Aşkın parmak aralarında terli geceler yaşıyoruz biz. Dudaklarımız ıslaklığı unutsa da yüreğimize yağmur bekliyoruz tanrıdan. İki göktaşı, bir yıldız kayıyor biz birbirimizi beklerken. Yarına göz ucuyla bakarken, dün kaldırım taşları gibi kayıyor ayaklarımızın altından. Geceleri ne sen, ne de ben seviyoruz şimdi mağrur kelebek. Çünkü geceler masum oyunları unutarak bir perdenin arkasından gözyaşı döküyorlar aşkımıza.
Bazen aklının labirentlerinde kaybolarak seni yıldızlara anlatırım. Aşkının ne kadar süreceğini sorarım aya. Bakışlarındaki sevgiye kapılınca benim de mağrur çarpar yüreğim, alev alev olur bedenim. Anlamsız tüm sözcüklerime kızar, seni defalarca haketmenin şerefine alkış tutarım. Gecelerin kahır duraklarında bir seni bekler, yalnız senin sesini özlerim.
Bütün söylediklerim hayal olsaydı seni sevmekten vazgeçerdim. Senin yüreğinde böyle deli divane kalmaz, kabuğumda ölümü beklerdim. Beni yaşama bağladın kelebek. Alev gözlerinde piştim, geniş yüreğinin ovalarında yetiştim. Ben, seni severek aştım tüm tuzakları. Gün gelecek bu bedende ne kadar kutsal olduğunu anlayacaksın.
Ay büyümeden uyut beni dizlerinde bebek. Gamzendeki benlerinden olsun ölümüm. Gece gibi sür gözlerini uykularıma. İsterse yüreğimi parçalasın çakal sürüleri. Ben sana dağlardan karamık toplayıp, pırıl pırıl sevgiler sürdüm yüreğine. Kendimden millerce uzakta, sana bir nefes kadar yakındım. Üzünçlü bir bulut dolanıyordu başımda, rüzgâr türkümüzü söylerken.
Oysa sen, karanlığa alışmış gözlerinle korku resimleri işliyordun gönül tuvaline. Gecenin siperlerinde gözlerin beni ararken binlerce kurşun geçiyordu üzerinden. Direncin emsali olmayan sevgilere sarılı, bakışların sıcak bir temmuz’du. Zaman, suskun bir sözcüktü yüreğimde ve kollarında tüm batık düşlerim yeryüzüne çıkıyordu. Firari oyunlar büyüdükçe aklının zirvelerinde uzakları, çok uzakları düşlüyordun.

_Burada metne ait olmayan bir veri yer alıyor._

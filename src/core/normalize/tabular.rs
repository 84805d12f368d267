//! Flat tabular rows

use super::scalar_text;
use crate::anonymization::models::{FieldRole, PiiField};
use crate::domain::record::{CanonicalRecord, ConsentTerms, ResourceKind};
use crate::domain::generalized::MAX_AGE;
use crate::domain::sensitive::sensitive_opt;
use crate::domain::{PatientKey, PipelineError};
use serde_json::{Map, Value};

/// Default consent scope when a row carries a consent date only
pub(crate) const DEFAULT_CONSENT_TYPE: &str = "individual";

pub(super) fn normalize_rows(rows: &[Value]) -> Result<Vec<CanonicalRecord>, PipelineError> {
    rows.iter()
        .enumerate()
        .map(|(index, row)| match row {
            Value::Object(columns) => normalize_row(index, columns),
            _ => Err(PipelineError::normalization(
                Some(index),
                "row is not an object",
            )),
        })
        .collect()
}

fn normalize_row(index: usize, columns: &Map<String, Value>) -> Result<CanonicalRecord, PipelineError> {
    let mut patient_id = None;
    let mut name = None;
    let mut kind = ResourceKind::Observation;
    let mut consent_date = None;
    let mut consent_type = None;
    let mut record_fields = RowFields::default();

    for (column, value) in columns {
        if value.is_object() || value.is_array() {
            return Err(PipelineError::normalization(
                Some(index),
                format!("column '{column}' holds a nested value"),
            ));
        }
        let Some(text) = scalar_text(value) else {
            continue;
        };

        match FieldRole::classify(column) {
            Some(FieldRole::PatientId) => patient_id = Some(text),
            Some(FieldRole::Pii(PiiField::Name)) => name = Some(text),
            Some(FieldRole::Pii(PiiField::Address)) => record_fields.address = Some(text),
            Some(FieldRole::Pii(PiiField::Phone)) => record_fields.phone = Some(text),
            Some(FieldRole::Pii(PiiField::Email)) => record_fields.email = Some(text),
            Some(FieldRole::Pii(PiiField::NationalId)) => record_fields.national_id = Some(text),
            Some(FieldRole::Pii(PiiField::BirthDate)) => record_fields.birth_date = Some(text),
            Some(FieldRole::Contact(field)) => {
                tracing::debug!(record = index, field = %field, "Dropping third-party contact column");
            }
            Some(FieldRole::Gender) => record_fields.gender = Some(text),
            Some(FieldRole::Country) => record_fields.country = Some(text),
            Some(FieldRole::Region) => record_fields.region = Some(text),
            Some(FieldRole::Occupation) => record_fields.occupation = Some(text),
            Some(FieldRole::Age) => record_fields.age = parse_age(&text),
            Some(FieldRole::ConsentDate) => consent_date = Some(text),
            Some(FieldRole::ConsentType) => consent_type = Some(text),
            Some(FieldRole::ResourceType) => kind = parse_kind(index, &text)?,
            None => {
                record_fields.clinical.push((column.clone(), text));
            }
        }
    }

    let key = patient_id
        .or_else(|| name.clone())
        .and_then(|k| PatientKey::new(k).ok())
        .ok_or_else(|| {
            PipelineError::normalization(
                Some(index),
                "record has neither a patient identifier nor a name",
            )
        })?;

    let mut record = CanonicalRecord::new(index, kind, key);
    record.identifiers.name = sensitive_opt(name);
    record.identifiers.address = sensitive_opt(record_fields.address);
    record.identifiers.phone = sensitive_opt(record_fields.phone);
    record.identifiers.email = sensitive_opt(record_fields.email);
    record.identifiers.national_id = sensitive_opt(record_fields.national_id);
    record.demographics.birth_date = sensitive_opt(record_fields.birth_date);
    record.demographics.age = record_fields.age;
    record.demographics.gender = record_fields.gender;
    record.demographics.country = record_fields.country;
    record.demographics.region = record_fields.region;
    record.demographics.occupation = record_fields.occupation;
    record.clinical = record_fields.clinical.into_iter().collect();
    record.consent = consent_date.map(|consent_date| ConsentTerms {
        consent_date,
        consent_type: consent_type.unwrap_or_else(|| DEFAULT_CONSENT_TYPE.to_string()),
    });

    Ok(record)
}

#[derive(Default)]
struct RowFields {
    address: Option<String>,
    phone: Option<String>,
    email: Option<String>,
    national_id: Option<String>,
    birth_date: Option<String>,
    age: Option<u32>,
    gender: Option<String>,
    country: Option<String>,
    region: Option<String>,
    occupation: Option<String>,
    clinical: Vec<(String, String)>,
}

fn parse_age(text: &str) -> Option<u32> {
    text.parse::<u32>()
        .ok()
        .or_else(|| {
            text.parse::<f64>()
                .ok()
                .filter(|a| a.is_finite() && *a >= 0.0)
                .map(|a| a as u32)
        })
        .filter(|age| *age <= MAX_AGE)
}

fn parse_kind(index: usize, text: &str) -> Result<ResourceKind, PipelineError> {
    match text {
        "Patient" => Ok(ResourceKind::Patient),
        "Observation" => Ok(ResourceKind::Observation),
        "Consent" => Ok(ResourceKind::Consent),
        other => Err(PipelineError::normalization(
            Some(index),
            format!("unsupported resource type '{other}'"),
        )),
    }
}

Irmaklar karışınca denizlere, ruhum bir karınca kanadınca küçülünce, yarınımdan umut kesilince, acılarım gönlümden çekilince, bahçende yalnız senin için açmış menekşelere ulaşınca, seni özlemekten vaz geçeceğim. Ne zaman yollarıma bakmayı unutup, özgür düşüncelerinle başbaşa kalıp perdeni sonuna kadar açınca, yüreğindeki güvercinlerle ülkeme mesajlar gönderince, ovalarımdaki tüm asmalar kuruyunca, ateş karanlığına geçince, rüzgâr şarkımızı susturunca ben senin gökyüzünden çekileceğim
Sensiz suyum yok, aşım, ekmeğim yok. Sensiz şiirim tatsız, kalemim çatlamış binbir yerinden. Sensiz denizlerimden çıkan ağlarım boş, limanlarım uzak gül dudaklım. Yüreğim firari, aklım tutuklu, gönlüm darmadağınık ve acım yıkık kentlerin dayanılmaz ağıtı sanki. Sana özlemim durmadan büyüyor her geçen gün ve sarılıp, tırmanıyor yüreğine arsız sarmaşıklarım.